Goal of the exercise |
The entries follow. Copy every line in which "when" appears.
[Start of section]
//! Append-only audit records written on every job transition.

use photochanger_core::stats::{StatsCounters, StatsWindow, GLOBAL_SCOPE};
use photochanger_core::types::{JobId, Timestamp};
use serde::Serialize;
use sqlx::FromRow;
use uuid::Uuid;

use super::job::Job;
use super::status::ProcessingStatus;

/// A row from the `processing_logs` table.
#[derive(Debug, Clone, PartialEq, FromRow, Serialize)]
pub struct ProcessingLog {
    pub id: Uuid,
    pub job_id: JobId,
    pub slot_id: String,
    pub status: ProcessingStatus,
    pub occurred_at: Timestamp,
    pub message: Option<String>,
    pub details: Option<serde_json::Value>,
    pub provider_latency_ms: Option<i64>,
}

/// One additive change to an aggregate row.
#[derive(Debug, Clone, PartialEq)]
pub struct AggregateUpdate {
    pub scope: String,
    pub window: StatsWindow,
    pub period_start: Timestamp,
    pub period_end: Timestamp,
    pub delta: StatsCounters,
}

impl ProcessingLog {
    pub fn new(
        job_id: JobId,
        slot_id: impl Into<String>,
        status: ProcessingStatus,
        occurred_at: Timestamp,
    ) -> Self {
        Self {
            id: Uuid::now_v7(),
            job_id,
            slot_id: slot_id.into(),
            status,
            occurred_at,
            message: None,
            details: None,
            provider_latency_ms: None,
        }
    }

    /// Entry written when `job` is admitted.
    pub fn received(job: &Job) -> Self {
        Self::new(job.id, &job.slot_id, ProcessingStatus::Received, job.created_at).with_details(
            serde_json::json!({
                "payload_path": job.payload_path,
                "expires_at": job.expires_at,
            }),
        )
    }

    /// Entry written when `job` is timed out by the expiry sweep.
    pub fn expired(job: &Job, now: Timestamp) -> Self {
        Self::new(job.id, &job.slot_id, ProcessingStatus::Timeout, now)
            .with_message("deadline passed while in flight")
    }

    pub fn with_message(mut self, message: impl Into<String>) -> Self {
        self.message = Some(message.into());
        self
    }

    pub fn with_details(mut self, details: serde_json::Value) -> Self {
        self.details = Some(details);
        self
    }

    pub fn with_latency_ms(mut self, latency_ms: i64) -> Self {
        self.provider_latency_ms = Some(latency_ms);
        self
    }

    /// Aggregate rows touched by this entry: its slot and the global scope,
    /// for every window. Audit-only statuses touch nothing.
    pub fn aggregate_updates(&self) -> Vec<AggregateUpdate> {
        let Some(kind) = self.status.counter() else {
            return Vec::new();
        };
        let delta = StatsCounters::single(kind);
        [self.slot_id.as_str(), GLOBAL_SCOPE]
            .into_iter()
            .flat_map(|scope| {
                StatsWindow::ALL.into_iter().map(move |window| {
                    let (period_start, period_end) = window.period_bounds(self.occurred_at);
                    AggregateUpdate {
                        scope: scope.to_string(),
                        window,
                        period_start,
                        period_end,
                        delta,
                    }
                })
            })
            .collect()
    }
}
[End of section]
Reply |
    /// Entry written when `job` is admitted.
    /// Entry written when `job` is timed out by the expiry sweep.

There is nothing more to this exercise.